Охота и Олонецкий край, это понятия нераздельные. Леса Олонецкой губернии обширнее лесной поверхности всей Франции. По непроглядным дебрям, трущобам, разреженным только по лядинам и вдоль сплавных рек, между различных хвойных деревьев, березы, осины, ольхи, в кустах шильника, крушины и волчьего лыка, в глубоких логовинах, по оврагам и болотам, в целых поколениях никем не подбираемых ветвей и остатков сухоподстоя, зверю живется вольготно и хорошо. Главными являются тут медведь, волк, лисица; есть барсуки, рысь и росомахи; очень редок песец, так хорошо знакомый нам по дамским дорогим ротондам.

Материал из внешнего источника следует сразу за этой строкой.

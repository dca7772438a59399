//! Serialized notification dispatch.
//!
//! All outbound notifications funnel through one channel consumed by a
//! single task, so the observer never receives two notifications
//! concurrently or out of the order they were produced. Observer
//! replacement travels the same channel, which means a replaced observer
//! is never notified after its replacement was registered.

use crate::observer::StoreObserver;
use crate::purchase::StoreState;
use purchasekit_ledger::EntitlementChange;
use purchasekit_types::{ProductDescriptor, ProductId, StoreError};
use std::sync::Arc;
use tokio::sync::mpsc;
use tokio::task::JoinHandle;
use tracing::debug;

/// One outbound notification.
#[derive(Debug, Clone)]
pub enum StoreNotification {
    /// A purchase attempt changed state.
    StateChanged(StoreState),
    /// A catalog load completed.
    ProductsLoaded(Vec<ProductDescriptor>),
    /// The set of active entitlements changed.
    EntitlementsChanged {
        /// Products that became active.
        added: Vec<ProductId>,
        /// Products that stopped being active.
        removed: Vec<ProductId>,
    },
    /// A classified entitlement change.
    UpdateEvent(EntitlementChange),
    /// A recovered or terminal error surfaced to the observer.
    Error(StoreError),
}

enum DispatchMessage {
    Notify(StoreNotification),
    SetObserver(Option<Arc<dyn StoreObserver>>),
}

/// Owns the single observer slot and delivers notifications in order.
pub(crate) struct Dispatcher {
    tx: mpsc::UnboundedSender<DispatchMessage>,
    task: JoinHandle<()>,
}

impl Dispatcher {
    /// Spawns the dispatch task with no observer registered.
    pub(crate) fn spawn() -> Self {
        let (tx, mut rx) = mpsc::unbounded_channel();
        let task = tokio::spawn(async move {
            let mut observer: Option<Arc<dyn StoreObserver>> = None;
            while let Some(message) = rx.recv().await {
                match message {
                    DispatchMessage::SetObserver(next) => {
                        // The previous observer is dropped silently; no
                        // queue is retained for a missing observer.
                        observer = next;
                    }
                    DispatchMessage::Notify(notification) => {
                        if let Some(observer) = &observer {
                            deliver(observer.as_ref(), notification).await;
                        }
                    }
                }
            }
            debug!("dispatcher channel closed");
        });
        Self { tx, task }
    }

    /// Registers or clears the observer.
    pub(crate) fn set_observer(&self, observer: Option<Arc<dyn StoreObserver>>) {
        let _ = self.tx.send(DispatchMessage::SetObserver(observer));
    }

    /// Enqueues a notification for in-order delivery.
    pub(crate) fn notify(&self, notification: StoreNotification) {
        let _ = self.tx.send(DispatchMessage::Notify(notification));
    }

    /// Stops the dispatch task.
    pub(crate) fn shutdown(&self) {
        self.task.abort();
    }
}

async fn deliver(observer: &dyn StoreObserver, notification: StoreNotification) {
    match notification {
        StoreNotification::StateChanged(state) => observer.state_changed(state).await,
        StoreNotification::ProductsLoaded(products) => {
            observer.products_loaded(products).await;
        }
        StoreNotification::EntitlementsChanged { added, removed } => {
            observer.entitlements_changed(added, removed).await;
        }
        StoreNotification::UpdateEvent(change) => observer.update_event(change).await,
        StoreNotification::Error(error) => observer.error(error).await,
    }
}
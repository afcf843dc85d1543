//! # Data Transfer Objects (DTOs)
//!
//! Everything that crosses the foreground/network thread boundary.
//!
//! ## Module Organization
//!
//! - [`market`] - Value types delivered by the brokerage: scan rows, bars, account values, positions
//! - [`request`] - [`Request`] commands issued by the foreground thread
//! - [`event`] - [`Event`] outcomes produced by the network thread
//!
//! ## Serialization Format
//!
//! All DTOs derive `serde` traits so they can be logged as JSON, captured in
//! fixtures, or replayed:
//!
//! - **Field naming**: snake_case (default serde behavior)
//! - **Enums**: externally tagged by variant name
//! - **Optional fields**: Omitted when `None` using `#[serde(skip_serializing_if = "Option::is_none")]`
//!
//! ## Example
//!
//! ```text
//! {"StartScan":{"request_id":1,"scan_code":"TOP_PERC_GAIN","location_code":"STK.US","price_floor":5.0}}
//! ```

pub mod event;
pub mod market;
pub mod request;

pub use event::*;
pub use market::*;
pub use request::*;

Всем хищникам есть пожива в крестьянском скоте. Медведя зовут здесь «помещиком», овец — «волчьими просвирками».

Главное место в промышленном отношении занимает векша, белка; по сведениям, за точность которых, впрочем, ручаться нельзя, за десятилетнюю сложность, её убивается около 150.000 штук ежегодно. На нее, как и на хлеб, бывает урожай и неурожай; есть белки «таборные ", остающиеся на месте; есть «ходовые ", предпринимающие большие путешествия и не стесняющиеся при этом в выборе пути: они странствуют по крышам изб и, по-видимому, согласно уверениям местных жителей, переплывая озера на хворостинках, действительно пользуются хвостами своими как парусами.

Много тут оленей, лосей, а птиц видимо-невидимо. Как белка в числе грызунов, так рябчик между куриными занимает первое место. Цена ему здесь пятнадцать копеек; направляясь гужом в Петербург зимой, он, как известно, доходит в цене до семидесяти и более копеек. Средним числом, рябчиков добывается в год до 100.000 штук. На долю ружья приходится мало, а все больше работают петлями, поножами, ловят их в кузова или ступы.

Олончане, у которых хлеба дозревают далеко не всегда, в большинстве охотники, особенно в Повенецком уезде — чуть не все поголовно. Между ними есть стрелки, бьющие белку в глаз, для того, чтобы не испортить шкурки. Но бьют они больше с подставок, «виланов», чтобы не тратить даром пороха, да и ружья-то их «ствол со Щукина, ложе с Лыкина, замок с Казани, курок с Рязани, а забойник дядя с полена сделал». Такими ружьями стрелять страшно. Так как олончане предпочитают стрелять с подставок и на близкое дистанции, то из них, по отзывам военных людей, стрелки выходят посредственные. Это не мешало, однако тому, что в 1812 году, когда 570 олонецких стрелков составили дружину и им дали тирольские штуцера, на смотру императора Александра I, один всадил пулю в яблоко, другой пулю в пулю, а третий расщепил их пополам.